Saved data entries
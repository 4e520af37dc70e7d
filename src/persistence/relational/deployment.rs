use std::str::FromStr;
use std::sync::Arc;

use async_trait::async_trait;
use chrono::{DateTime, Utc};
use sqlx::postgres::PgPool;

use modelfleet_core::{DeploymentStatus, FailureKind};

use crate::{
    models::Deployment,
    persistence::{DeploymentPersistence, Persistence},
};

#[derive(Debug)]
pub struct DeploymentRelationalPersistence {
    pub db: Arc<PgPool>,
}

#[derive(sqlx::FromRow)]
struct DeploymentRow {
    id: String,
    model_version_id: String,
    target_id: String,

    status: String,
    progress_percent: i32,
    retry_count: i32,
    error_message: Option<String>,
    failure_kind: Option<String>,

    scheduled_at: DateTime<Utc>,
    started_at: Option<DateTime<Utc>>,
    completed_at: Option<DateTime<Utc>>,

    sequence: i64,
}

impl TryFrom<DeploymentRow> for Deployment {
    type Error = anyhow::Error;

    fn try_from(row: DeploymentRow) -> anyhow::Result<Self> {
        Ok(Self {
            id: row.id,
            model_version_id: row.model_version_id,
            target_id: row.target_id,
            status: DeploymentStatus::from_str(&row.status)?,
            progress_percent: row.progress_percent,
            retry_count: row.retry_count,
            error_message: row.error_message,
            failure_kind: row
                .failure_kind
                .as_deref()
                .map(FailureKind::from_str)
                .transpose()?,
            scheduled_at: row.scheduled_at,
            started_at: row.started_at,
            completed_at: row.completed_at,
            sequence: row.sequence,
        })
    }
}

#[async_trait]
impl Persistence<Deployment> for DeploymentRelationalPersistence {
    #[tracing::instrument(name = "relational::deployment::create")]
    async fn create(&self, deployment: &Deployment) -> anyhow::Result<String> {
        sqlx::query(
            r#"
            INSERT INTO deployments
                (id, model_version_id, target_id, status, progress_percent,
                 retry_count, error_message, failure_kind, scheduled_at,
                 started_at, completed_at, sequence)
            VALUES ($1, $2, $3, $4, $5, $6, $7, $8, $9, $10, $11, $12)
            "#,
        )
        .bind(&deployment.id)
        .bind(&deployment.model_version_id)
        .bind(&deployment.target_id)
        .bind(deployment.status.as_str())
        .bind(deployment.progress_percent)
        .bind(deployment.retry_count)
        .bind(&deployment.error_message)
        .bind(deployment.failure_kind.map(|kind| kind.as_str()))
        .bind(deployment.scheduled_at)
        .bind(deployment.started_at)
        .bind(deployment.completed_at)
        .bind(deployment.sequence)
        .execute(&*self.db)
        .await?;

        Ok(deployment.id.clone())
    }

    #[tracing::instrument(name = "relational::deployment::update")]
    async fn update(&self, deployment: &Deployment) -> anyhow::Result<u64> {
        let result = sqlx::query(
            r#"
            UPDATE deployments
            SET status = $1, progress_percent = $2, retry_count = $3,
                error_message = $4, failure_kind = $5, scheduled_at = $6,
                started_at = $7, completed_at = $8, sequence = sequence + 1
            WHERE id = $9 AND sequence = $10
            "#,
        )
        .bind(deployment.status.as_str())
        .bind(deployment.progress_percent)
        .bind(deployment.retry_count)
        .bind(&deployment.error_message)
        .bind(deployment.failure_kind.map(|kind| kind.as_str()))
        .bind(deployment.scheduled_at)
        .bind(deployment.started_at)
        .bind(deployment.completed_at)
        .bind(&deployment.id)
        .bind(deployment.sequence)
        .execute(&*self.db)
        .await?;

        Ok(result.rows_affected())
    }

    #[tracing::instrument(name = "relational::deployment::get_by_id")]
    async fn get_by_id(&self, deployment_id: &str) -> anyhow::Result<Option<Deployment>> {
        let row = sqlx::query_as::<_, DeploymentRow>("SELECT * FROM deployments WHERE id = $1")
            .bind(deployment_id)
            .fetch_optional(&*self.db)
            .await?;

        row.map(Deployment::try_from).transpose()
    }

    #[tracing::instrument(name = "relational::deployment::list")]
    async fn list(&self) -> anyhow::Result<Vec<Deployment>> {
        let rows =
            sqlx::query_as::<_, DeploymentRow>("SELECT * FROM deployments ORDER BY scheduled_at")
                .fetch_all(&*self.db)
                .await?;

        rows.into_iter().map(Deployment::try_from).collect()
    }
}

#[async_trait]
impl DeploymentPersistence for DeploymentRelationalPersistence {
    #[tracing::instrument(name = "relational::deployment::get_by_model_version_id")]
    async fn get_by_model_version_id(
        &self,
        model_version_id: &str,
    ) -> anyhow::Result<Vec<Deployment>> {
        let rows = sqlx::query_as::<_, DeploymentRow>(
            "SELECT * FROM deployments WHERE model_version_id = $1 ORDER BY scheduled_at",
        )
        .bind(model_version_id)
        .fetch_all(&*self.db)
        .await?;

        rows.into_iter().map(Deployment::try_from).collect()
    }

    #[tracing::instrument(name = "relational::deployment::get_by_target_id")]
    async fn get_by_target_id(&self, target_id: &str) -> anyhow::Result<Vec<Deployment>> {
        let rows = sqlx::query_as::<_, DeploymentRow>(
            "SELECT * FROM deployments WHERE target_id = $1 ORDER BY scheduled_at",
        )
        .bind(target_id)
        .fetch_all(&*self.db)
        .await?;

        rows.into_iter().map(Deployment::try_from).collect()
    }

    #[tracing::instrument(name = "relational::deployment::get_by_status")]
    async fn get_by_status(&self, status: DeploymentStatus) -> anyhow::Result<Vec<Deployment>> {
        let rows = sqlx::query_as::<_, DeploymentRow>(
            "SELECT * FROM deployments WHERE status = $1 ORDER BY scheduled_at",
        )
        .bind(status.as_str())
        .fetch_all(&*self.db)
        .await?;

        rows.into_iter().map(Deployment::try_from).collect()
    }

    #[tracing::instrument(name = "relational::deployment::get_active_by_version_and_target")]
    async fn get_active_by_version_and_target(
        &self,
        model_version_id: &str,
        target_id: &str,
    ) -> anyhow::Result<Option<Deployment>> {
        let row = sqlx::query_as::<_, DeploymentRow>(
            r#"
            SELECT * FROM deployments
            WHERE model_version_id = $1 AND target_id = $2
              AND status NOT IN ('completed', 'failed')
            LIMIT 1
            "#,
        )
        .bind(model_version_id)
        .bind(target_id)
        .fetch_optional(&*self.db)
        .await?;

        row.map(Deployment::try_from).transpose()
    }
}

**Action item:**
Each record above must be transcribed exactly, and none may be skipped.

**Answer to this task:**
repository 4e520af37dc70e7d
filename src/persistence/relational/deployment.rs
use std::str::FromStr;
use std::sync::Arc;

use async_trait::async_trait;
use chrono::{DateTime, Utc};
use sqlx::postgres::PgPool;

use modelfleet_core::{DeploymentStatus, FailureKind};

use crate::{
    models::Deployment,
    persistence::{DeploymentPersistence, Persistence},
};

#[derive(Debug)]
pub struct DeploymentRelationalPersistence {
    pub db: Arc<PgPool>,
}

#[derive(sqlx::FromRow)]
struct DeploymentRow {
    id: String,
    model_version_id: String,
    target_id: String,

    status: String,
    progress_percent: i32,
    retry_count: i32,
    error_message: Option<String>,
    failure_kind: Option<String>,

    scheduled_at: DateTime<Utc>,
    started_at: Option<DateTime<Utc>>,
    completed_at: Option<DateTime<Utc>>,

    sequence: i64,
}

impl TryFrom<DeploymentRow> for Deployment {
    type Error = anyhow::Error;

    fn try_from(row: DeploymentRow) -> anyhow::Result<Self> {
        Ok(Self {
            id: row.id,
            model_version_id: row.model_version_id,
            target_id: row.target_id,
            status: DeploymentStatus::from_str(&row.status)?,
            progress_percent: row.progress_percent,
            retry_count: row.retry_count,
            error_message: row.error_message,
            failure_kind: row
                .failure_kind
                .as_deref()
                .map(FailureKind::from_str)
                .transpose()?,
            scheduled_at: row.scheduled_at,
            started_at: row.started_at,
            completed_at: row.completed_at,
            sequence: row.sequence,
        })
    }
}

#[async_trait]
impl Persistence<Deployment> for DeploymentRelationalPersistence {
    #[tracing::instrument(name = "relational::deployment::create")]
    async fn create(&self, deployment: &Deployment) -> anyhow::Result<String> {
        sqlx::query(
            r#"
            INSERT INTO deployments
                (id, model_version_id, target_id, status, progress_percent,
                 retry_count, error_message, failure_kind, scheduled_at,
                 started_at, completed_at, sequence)
            VALUES ($1, $2, $3, $4, $5, $6, $7, $8, $9, $10, $11, $12)
            "#,
        )
        .bind(&deployment.id)
        .bind(&deployment.model_version_id)
        .bind(&deployment.target_id)
        .bind(deployment.status.as_str())
        .bind(deployment.progress_percent)
        .bind(deployment.retry_count)
        .bind(&deployment.error_message)
        .bind(deployment.failure_kind.map(|kind| kind.as_str()))
        .bind(deployment.scheduled_at)
        .bind(deployment.started_at)
        .bind(deployment.completed_at)
        .bind(deployment.sequence)
        .execute(&*self.db)
        .await?;

        Ok(deployment.id.clone())
    }

    #[tracing::instrument(name = "relational::deployment::update")]
    async fn update(&self, deployment: &Deployment) -> anyhow::Result<u64> {
        let result = sqlx::query(
            r#"
            UPDATE deployments
            SET status = $1, progress_percent = $2, retry_count = $3,
                error_message = $4, failure_kind = $5, scheduled_at = $6,
                started_at = $7, completed_at = $8, sequence = sequence + 1
            WHERE id = $9 AND sequence = $10
            "#,
        )
        .bind(deployment.status.as_str())
        .bind(deployment.progress_percent)
        .bind(deployment.retry_count)
        .bind(&deployment.error_message)
        .bind(deployment.failure_kind.map(|kind| kind.as_str()))
        .bind(deployment.scheduled_at)
        .bind(deployment.started_at)
        .bind(deployment.completed_at)
        .bind(&deployment.id)
        .bind(deployment.sequence)
        .execute(&*self.db)
        .await?;

        Ok(result.rows_affected())
    }

    #[tracing::instrument(name = "relational::deployment::get_by_id")]
    async fn get_by_id(&self, deployment_id: &str) -> anyhow::Result<Option<Deployment>> {
        let row = sqlx::query_as::<_, DeploymentRow>("SELECT * FROM deployments WHERE id = $1")
            .bind(deployment_id)
            .fetch_optional(&*self.db)
            .await?;

        row.map(Deployment::try_from).transpose()
    }

    #[tracing::instrument(name = "relational::deployment::list")]
    async fn list(&self) -> anyhow::Result<Vec<Deployment>> {
        let rows =
            sqlx::query_as::<_, DeploymentRow>("SELECT * FROM deployments ORDER BY scheduled_at")
                .fetch_all(&*self.db)
                .await?;

        rows.into_iter().map(Deployment::try_from).collect()
    }
}

#[async_trait]
impl DeploymentPersistence for DeploymentRelationalPersistence {
    #[tracing::instrument(name = "relational::deployment::get_by_model_version_id")]
    async fn get_by_model_version_id(
        &self,
        model_version_id: &str,
    ) -> anyhow::Result<Vec<Deployment>> {
        let rows = sqlx::query_as::<_, DeploymentRow>(
            "SELECT * FROM deployments WHERE model_version_id = $1 ORDER BY scheduled_at",
        )
        .bind(model_version_id)
        .fetch_all(&*self.db)
        .await?;

        rows.into_iter().map(Deployment::try_from).collect()
    }

    #[tracing::instrument(name = "relational::deployment::get_by_target_id")]
    async fn get_by_target_id(&self, target_id: &str) -> anyhow::Result<Vec<Deployment>> {
        let rows = sqlx::query_as::<_, DeploymentRow>(
            "SELECT * FROM deployments WHERE target_id = $1 ORDER BY scheduled_at",
        )
        .bind(target_id)
        .fetch_all(&*self.db)
        .await?;

        rows.into_iter().map(Deployment::try_from).collect()
    }

    #[tracing::instrument(name = "relational::deployment::get_by_status")]
    async fn get_by_status(&self, status: DeploymentStatus) -> anyhow::Result<Vec<Deployment>> {
        let rows = sqlx::query_as::<_, DeploymentRow>(
            "SELECT * FROM deployments WHERE status = $1 ORDER BY scheduled_at",
        )
        .bind(status.as_str())
        .fetch_all(&*self.db)
        .await?;

        rows.into_iter().map(Deployment::try_from).collect()
    }

    #[tracing::instrument(name = "relational::deployment::get_active_by_version_and_target")]
    async fn get_active_by_version_and_target(
        &self,
        model_version_id: &str,
        target_id: &str,
    ) -> anyhow::Result<Option<Deployment>> {
        let row = sqlx::query_as::<_, DeploymentRow>(
            r#"
            SELECT * FROM deployments
            WHERE model_version_id = $1 AND target_id = $2
              AND status NOT IN ('completed', 'failed')
            LIMIT 1
            "#,
        )
        .bind(model_version_id)
        .bind(target_id)
        .fetch_optional(&*self.db)
        .await?;

        row.map(Deployment::try_from).transpose()
    }
}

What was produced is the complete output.